A
travers le langage des adolescentes des banlieues, Les roses noires, le documentaire de Hélène Milano, interroge leur
rapport au monde et à la France, aux garçons et à la féminité. Un sujet intéressant
desservi par une forme sans grand intérêt.
Elles ont entre 13 et 18 ans.
Elles ne sont plus des enfants, mais pas encore des femmes. Elles sont d’ici
par leur naissance et d’ailleurs par leur ascendance. Dans cet entre-deux, elles
sont prises en étau entre la langue de leurs parents et le français enseigné à
l’école. Le « langage des banlieues », qu’elles appellent « wesh »,
semble alors une juste compromission. C’est un mélange du français et de toutes
les langues que l’on retrouve dans les cités qu’elles habitent, de l’arabe au
ouolof, en passant par le comorien et le portugais. Une langue créole qui
ressemble à la France d’aujourd’hui, profondément hybride.
Une scène du film |
Hélène Milano donne la parole à
14 filles de banlieue pour que, à travers le fil conducteur de la langue, elles
s’interrogent sur leur rapport aux garçons et à la féminité, au monde et à la
France. « On est rejeté par la France
», dit Hanane ; « ils ne veulent pas
de nous », renchérit Moufida. Le sentiment d’exclusion est très fort.
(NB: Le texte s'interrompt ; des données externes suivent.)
use std::time::Duration;

use denta_core::{BackendError, ConfigurationError, QaAnswer};
use reqwest::Client;
use serde::Deserialize;
use serde_json::json;
use tracing::{debug, instrument};
use url::Url;

use crate::QuestionAnswering;

const SERVICE: &str = "question answering";
const API_VERSION: &str = "2021-10-01";
const TOP_ANSWERS: u8 = 3;

#[derive(Debug, Clone, PartialEq, Eq)]
pub struct LanguageServiceQaConfig {
    pub endpoint: String,
    pub api_key: String,
    pub project_name: String,
    pub deployment_name: String,
}

/// Custom question answering project reached over HTTPS.
#[derive(Clone)]
pub struct LanguageServiceQa {
    client: Client,
    url: Url,
    api_key: String,
}

#[derive(Debug, Deserialize)]
struct QueryResponse {
    #[serde(default)]
    answers: Vec<RawAnswer>,
}

#[derive(Debug, Deserialize)]
#[serde(rename_all = "camelCase")]
struct RawAnswer {
    answer: String,
    confidence_score: f32,
    id: Option<i64>,
}

impl LanguageServiceQa {
    pub fn new(config: LanguageServiceQaConfig) -> Result<Self, ConfigurationError> {
        let invalid = |message: String| ConfigurationError::Invalid {
            key: "DENTA_QA_ENDPOINT".to_string(),
            message,
        };

        let mut url = Url::parse(&config.endpoint)
            .and_then(|base| base.join("language/:query-knowledgebases"))
            .map_err(|err| invalid(err.to_string()))?;
        url.query_pairs_mut()
            .append_pair("projectName", &config.project_name)
            .append_pair("deploymentName", &config.deployment_name)
            .append_pair("api-version", API_VERSION);

        let client = Client::builder()
            .connect_timeout(Duration::from_secs(6))
            .timeout(Duration::from_secs(20))
            .build()
            .map_err(|err| invalid(err.to_string()))?;

        Ok(Self {
            client,
            url,
            api_key: config.api_key,
        })
    }

    pub fn url(&self) -> &Url {
        &self.url
    }
}

impl QuestionAnswering for LanguageServiceQa {
    #[instrument(skip(self, utterance))]
    async fn get_answers(&self, utterance: &str) -> Result<Vec<QaAnswer>, BackendError> {
        let response = self
            .client
            .post(self.url.clone())
            .header("Ocp-Apim-Subscription-Key", &self.api_key)
            .json(&json!({ "question": utterance, "top": TOP_ANSWERS }))
            .send()
            .await
            .map_err(|err| BackendError::unavailable(SERVICE, err.to_string()))?;

        let status = response.status();
        if status.is_server_error() {
            return Err(BackendError::unavailable(SERVICE, format!("status {status}")));
        }
        if !status.is_success() {
            return Err(BackendError::rejected(SERVICE, format!("status {status}")));
        }

        let parsed = response
            .json::<QueryResponse>()
            .await
            .map_err(|err| BackendError::malformed(SERVICE, err.to_string()))?;

        let answers = into_answers(parsed);
        debug!(answers = answers.len(), "knowledge base answered");
        Ok(answers)
    }
}

/// The service reports "no match" as a default answer with id -1.
fn into_answers(response: QueryResponse) -> Vec<QaAnswer> {
    response
        .answers
        .into_iter()
        .filter(|answer| answer.id != Some(-1))
        .filter(|answer| !answer.answer.trim().is_empty())
        .map(|answer| QaAnswer::new(answer.answer, answer.confidence_score))
        .collect()
}
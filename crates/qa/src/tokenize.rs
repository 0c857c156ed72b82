use once_cell::sync::Lazy;
use regex::Regex;

static CLEANER: Lazy<Regex> =
    Lazy::new(|| Regex::new(r"[^\p{L}\p{Nd}\s]+").expect("valid tokenizer regex"));

const STOPWORDS: [&str; 24] = [
    "a", "an", "and", "are", "can", "do", "does", "for", "how", "i", "is", "it", "me", "my", "of",
    "on", "or", "the", "to", "we", "what", "with", "you", "your",
];

pub fn tokenize(input: &str) -> Vec<String> {
    let normalized = CLEANER.replace_all(input, " ").to_lowercase();

    normalized
        .split_whitespace()
        .filter(|token| token.chars().count() > 1)
        .filter(|token| !STOPWORDS.contains(token))
        .map(|token| token.to_string())
        .collect()
}
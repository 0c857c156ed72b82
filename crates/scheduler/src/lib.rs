use std::sync::Arc;
use std::time::Duration;

use denta_core::{BackendError, ConfigurationError};
use parking_lot::RwLock;
use reqwest::Client;
use serde_json::json;
use tracing::{info, instrument};
use url::Url;

const SERVICE: &str = "scheduler";

pub const DEFAULT_SLOTS: [&str; 8] = ["8am", "9am", "10am", "11am", "1pm", "2pm", "3pm", "4pm"];

/// Boundary to the appointment backend.
pub trait SchedulerBackend: Send + Sync {
    /// Human-readable summary of the currently open slots.
    async fn get_availability(&self) -> Result<String, BackendError>;

    /// Confirmation or rejection text for booking `time`.
    async fn schedule_appointment(&self, time: &str) -> Result<String, BackendError>;
}

/// In-process slot book for local runs and tests. Nothing is persisted.
#[derive(Clone)]
pub struct MemorySchedule {
    open_slots: Arc<RwLock<Vec<String>>>,
}

impl Default for MemorySchedule {
    fn default() -> Self {
        Self::with_slots(DEFAULT_SLOTS)
    }
}

impl MemorySchedule {
    pub fn new() -> Self {
        Self::default()
    }

    pub fn with_slots<I, S>(slots: I) -> Self
    where
        I: IntoIterator<Item = S>,
        S: Into<String>,
    {
        Self {
            open_slots: Arc::new(RwLock::new(slots.into_iter().map(Into::into).collect())),
        }
    }

    pub fn open_slots(&self) -> Vec<String> {
        self.open_slots.read().clone()
    }
}

impl SchedulerBackend for MemorySchedule {
    async fn get_availability(&self) -> Result<String, BackendError> {
        let slots = self.open_slots.read();
        if slots.is_empty() {
            return Ok("There are no time slots available".to_string());
        }
        Ok(format!("Current time slots available: {}", slots.join(", ")))
    }

    async fn schedule_appointment(&self, time: &str) -> Result<String, BackendError> {
        let wanted = slot_key(time);
        let mut slots = self.open_slots.write();

        match slots.iter().position(|slot| slot_key(slot) == wanted) {
            Some(index) => {
                let slot = slots.remove(index);
                info!(slot = %slot, "appointment booked");
                Ok(format!("An appointment is set for {}.", slot))
            }
            None => Ok(format!("Sorry, {} is not available.", time.trim())),
        }
    }
}

/// Remote scheduler API: `GET /availability`, `POST /schedule`.
#[derive(Clone)]
pub struct HttpScheduler {
    client: Client,
    base_url: Url,
}

impl HttpScheduler {
    pub fn new(base_url: &str) -> Result<Self, ConfigurationError> {
        let invalid = |message: String| ConfigurationError::Invalid {
            key: "DENTA_SCHEDULER_URL".to_string(),
            message,
        };

        let mut base_url = Url::parse(base_url).map_err(|err| invalid(err.to_string()))?;
        if !base_url.path().ends_with('/') {
            let path = format!("{}/", base_url.path());
            base_url.set_path(&path);
        }

        let client = Client::builder()
            .connect_timeout(Duration::from_secs(6))
            .timeout(Duration::from_secs(20))
            .build()
            .map_err(|err| invalid(err.to_string()))?;

        Ok(Self { client, base_url })
    }

    fn endpoint(&self, path: &str) -> Result<Url, BackendError> {
        self.base_url
            .join(path)
            .map_err(|err| BackendError::malformed(SERVICE, err.to_string()))
    }

    async fn read_text(response: reqwest::Response) -> Result<String, BackendError> {
        let status = response.status();
        if status.is_server_error() {
            return Err(BackendError::unavailable(SERVICE, format!("status {status}")));
        }
        if !status.is_success() {
            return Err(BackendError::rejected(SERVICE, format!("status {status}")));
        }

        let text = response
            .text()
            .await
            .map_err(|err| BackendError::malformed(SERVICE, err.to_string()))?;
        let text = text.trim();
        if text.is_empty() {
            return Err(BackendError::malformed(SERVICE, "empty response body"));
        }
        Ok(text.to_string())
    }
}

impl SchedulerBackend for HttpScheduler {
    #[instrument(skip(self))]
    async fn get_availability(&self) -> Result<String, BackendError> {
        let response = self
            .client
            .get(self.endpoint("availability")?)
            .send()
            .await
            .map_err(|err| BackendError::unavailable(SERVICE, err.to_string()))?;
        Self::read_text(response).await
    }

    #[instrument(skip(self))]
    async fn schedule_appointment(&self, time: &str) -> Result<String, BackendError> {
        let response = self
            .client
            .post(self.endpoint("schedule")?)
            .json(&json!({ "time": time }))
            .send()
            .await
            .map_err(|err| BackendError::unavailable(SERVICE, err.to_string()))?;
        Self::read_text(response).await
    }
}

#[derive(Clone)]
pub enum Scheduler {
    Memory(MemorySchedule),
    Http(HttpScheduler),
}

impl Scheduler {
    pub fn memory() -> Self {
        Self::Memory(MemorySchedule::new())
    }

    pub fn http(base_url: &str) -> Result<Self, ConfigurationError> {
        Ok(Self::Http(HttpScheduler::new(base_url)?))
    }

    pub fn from_config(base_url: Option<&str>) -> Result<Self, ConfigurationError> {
        match base_url {
            Some(url) => Self::http(url),
            None => Ok(Self::memory()),
        }
    }
}

impl SchedulerBackend for Scheduler {
    async fn get_availability(&self) -> Result<String, BackendError> {
        match self {
            Scheduler::Memory(scheduler) => scheduler.get_availability().await,
            Scheduler::Http(scheduler) => scheduler.get_availability().await,
        }
    }

    async fn schedule_appointment(&self, time: &str) -> Result<String, BackendError> {
        match self {
            Scheduler::Memory(scheduler) => scheduler.schedule_appointment(time).await,
            Scheduler::Http(scheduler) => scheduler.schedule_appointment(time).await,
        }
    }
}

fn slot_key(value: &str) -> String {
    value
        .chars()
        .filter(|ch| !ch.is_whitespace())
        .collect::<String>()
        .to_lowercase()
}

#[cfg(test)]
mod tests {
    use super::*;

    #[tokio::test]
    async fn lists_open_slots() {
        let schedule = MemorySchedule::with_slots(["9am", "3pm"]);
        assert_eq!(
            schedule.get_availability().await.unwrap(),
            "Current time slots available: 9am, 3pm"
        );
    }

    #[tokio::test]
    async fn booking_removes_the_slot() {
        let schedule = MemorySchedule::with_slots(["9am", "3pm"]);
        assert_eq!(
            schedule.schedule_appointment("3 PM").await.unwrap(),
            "An appointment is set for 3pm."
        );
        assert_eq!(schedule.open_slots(), vec!["9am".to_string()]);
        assert_eq!(
            schedule.schedule_appointment("3pm").await.unwrap(),
            "Sorry, 3pm is not available."
        );
    }

    #[tokio::test]
    async fn empty_book_reports_no_slots() {
        let schedule = MemorySchedule::with_slots(Vec::<String>::new());
        assert_eq!(
            schedule.get_availability().await.unwrap(),
            "There are no time slots available"
        );
    }

    #[test]
    fn http_scheduler_normalizes_base_path() {
        let scheduler = HttpScheduler::new("http://localhost:7071/api").unwrap();
        assert_eq!(
            scheduler.endpoint("availability").unwrap().as_str(),
            "http://localhost:7071/api/availability"
        );
        assert!(HttpScheduler::new("::nope").is_err());
    }
}
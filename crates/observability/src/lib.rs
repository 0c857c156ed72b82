use std::sync::atomic::{AtomicU64, Ordering};
use std::sync::Arc;
use std::time::Duration;

use denta_core::RoutingDecision;
use metrics::counter;
use once_cell::sync::OnceCell;
use serde::Serialize;
use tracing_subscriber::EnvFilter;

static TRACING_INIT: OnceCell<()> = OnceCell::new();

#[derive(Debug, Default)]
pub struct BotMetrics {
    messages_total: AtomicU64,
    availability_total: AtomicU64,
    schedule_total: AtomicU64,
    answered_total: AtomicU64,
    fallback_total: AtomicU64,
    classifier_failures_total: AtomicU64,
    backend_failures_total: AtomicU64,
    welcomes_total: AtomicU64,
    total_latency_millis: AtomicU64,
}

#[derive(Debug, Clone, Serialize)]
pub struct MetricsSnapshot {
    pub messages_total: u64,
    pub availability_total: u64,
    pub schedule_total: u64,
    pub answered_total: u64,
    pub fallback_total: u64,
    pub classifier_failures_total: u64,
    pub backend_failures_total: u64,
    pub welcomes_total: u64,
    pub avg_latency_millis: f64,
}

impl BotMetrics {
    pub fn shared() -> Arc<Self> {
        Arc::new(Self::default())
    }

    pub fn inc_message(&self) {
        self.messages_total.fetch_add(1, Ordering::Relaxed);
        counter!("denta_messages_total").increment(1);
    }

    pub fn record_decision(&self, decision: &RoutingDecision) {
        let slot = match decision {
            RoutingDecision::CheckAvailability { .. } => &self.availability_total,
            RoutingDecision::ScheduleAppointment { .. } => &self.schedule_total,
            RoutingDecision::AnswerQuestion => &self.answered_total,
            RoutingDecision::Fallback => &self.fallback_total,
        };
        slot.fetch_add(1, Ordering::Relaxed);
        counter!("denta_decisions_total", "decision" => decision.label()).increment(1);
    }

    pub fn inc_classifier_failure(&self) {
        self.classifier_failures_total.fetch_add(1, Ordering::Relaxed);
        counter!("denta_classifier_failures_total").increment(1);
    }

    pub fn inc_backend_failure(&self) {
        self.backend_failures_total.fetch_add(1, Ordering::Relaxed);
        counter!("denta_backend_failures_total").increment(1);
    }

    pub fn add_welcomes(&self, count: usize) {
        self.welcomes_total.fetch_add(count as u64, Ordering::Relaxed);
    }

    pub fn observe_latency(&self, duration: Duration) {
        self.total_latency_millis
            .fetch_add(duration.as_millis() as u64, Ordering::Relaxed);
    }

    pub fn snapshot(&self) -> MetricsSnapshot {
        let messages = self.messages_total.load(Ordering::Relaxed);
        let latency = self.total_latency_millis.load(Ordering::Relaxed);

        MetricsSnapshot {
            messages_total: messages,
            availability_total: self.availability_total.load(Ordering::Relaxed),
            schedule_total: self.schedule_total.load(Ordering::Relaxed),
            answered_total: self.answered_total.load(Ordering::Relaxed),
            fallback_total: self.fallback_total.load(Ordering::Relaxed),
            classifier_failures_total: self.classifier_failures_total.load(Ordering::Relaxed),
            backend_failures_total: self.backend_failures_total.load(Ordering::Relaxed),
            welcomes_total: self.welcomes_total.load(Ordering::Relaxed),
            avg_latency_millis: if messages == 0 {
                0.0
            } else {
                latency as f64 / messages as f64
            },
        }
    }
}

pub fn init_tracing(service_name: &str) {
    TRACING_INIT.get_or_init(|| {
        let filter = EnvFilter::try_from_default_env().unwrap_or_else(|_| {
            EnvFilter::new(format!("{}=info,denta_bot=info", service_name))
        });

        tracing_subscriber::fmt()
            .json()
            .with_env_filter(filter)
            .with_current_span(true)
            .with_span_list(true)
            .init();
    });
}

#[cfg(test)]
mod tests {
    use super::*;

    #[test]
    fn snapshot_counts_decisions() {
        let metrics = BotMetrics::default();
        metrics.inc_message();
        metrics.inc_message();
        metrics.record_decision(&RoutingDecision::AnswerQuestion);
        metrics.record_decision(&RoutingDecision::ScheduleAppointment {
            time: "3pm".to_string(),
        });
        metrics.observe_latency(Duration::from_millis(10));

        let snapshot = metrics.snapshot();
        assert_eq!(snapshot.messages_total, 2);
        assert_eq!(snapshot.answered_total, 1);
        assert_eq!(snapshot.schedule_total, 1);
        assert_eq!(snapshot.avg_latency_millis, 5.0);
    }
}
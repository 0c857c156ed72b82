pub mod answer;
pub mod entities;
pub mod errors;
pub mod models;
pub mod router;
pub mod text;
pub mod welcome;

pub use answer::{resolve_answer, resolve_answer_or_fallback, NO_ANSWER_TEXT};
pub use entities::extract_first;
pub use errors::{BackendError, ClassificationError, ConfigurationError};
pub use models::*;
pub use router::IntentRouter;
pub use text::normalize_text;
pub use welcome::{welcome_recipients, WELCOME_TEXT};
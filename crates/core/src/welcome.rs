use crate::models::Participant;

pub const WELCOME_TEXT: &str = "Welcome to the Contoso Dentistry Service. \
You can ask general questions about our services and conditions, \
query for available appointment time slots for a date \
and book a timeslot for that date.";

/// Members of a join event that should be greeted; the bot never greets itself.
pub fn welcome_recipients<'a>(
    bot_id: &'a str,
    members_added: &'a [Participant],
) -> impl Iterator<Item = &'a Participant> + 'a {
    members_added
        .iter()
        .filter(move |member| member.id != bot_id)
}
Dans ce pays assimilationniste, « le
langage des banlieues » apparaît comme une résistance, une fracture
linguistique qui vient en renfort à la fracture sociale. Mais en ces temps où
le chômage campe devant les portes, parler correctement le français est un
atout et elles le savent. Placées en situation officielle d’entretien, les
adolescentes essaient tant bien que mal de rentrer dans la norme langagière.
La
féminité en question
Qu’elles soient du 13 (Marseille)
ou du 93 (Le Blanc-Mesnil, Stains, Saint-Denis, Montfermeil, Clichy-sous-bois),
les adolescentes filmées rencontrent les mêmes problèmes et en parlent sans
tristesse. Garçons manqués, elles doivent assumer leur féminité et doutent de
l’avenir. Mais leur plus grande peur ? Les garçons. Qu’ils leur prennent
leur virginité ou leur bâtissent une réputation de fille légère. Pour évoluer
dans ce monde incertain, elles se sont fabriqué une carapace d’insolence et
d’agressivité. Qui peut être mis sur le compte de la vie en banlieue ou de l’adolescence.
Hélène Milano. |
Construit en plusieurs parties sur une narration sans intérêt qui
va du langage aux garçons, en passant par la féminité, le documentaire raconte,
au final, une histoire lisse qui sélectionne ce que les filles ont en partage
et gomme ce qui fait la particularité de chacune d’elle. Le résultat est le
regard que la réalisatrice pose sur la réalité, corroboré par des morceaux choisis
d’interviews face caméra.
N’empêche, le film choral de Hélène Milano est révélateur et
attendrissant. Ce documentaire social répercute les bruits et les rires, les peines
et les peurs des filles qui racontent la banlieue de l’intérieur. Pour
approfondir ce propos, il leur donne exclusivement la parole. La réalisatrice française, par
ailleurs actrice et metteuse en scène, montre ces jeunes filles sans fard, avec
la même délicatesse qu’elle a mis dans Nos
amours de vieillesse (2005), son premier film documentaire. Les roses noires rend hommage, selon la
définition de Hanane, 14 ans, à ces « femmes à la féminité cachée ».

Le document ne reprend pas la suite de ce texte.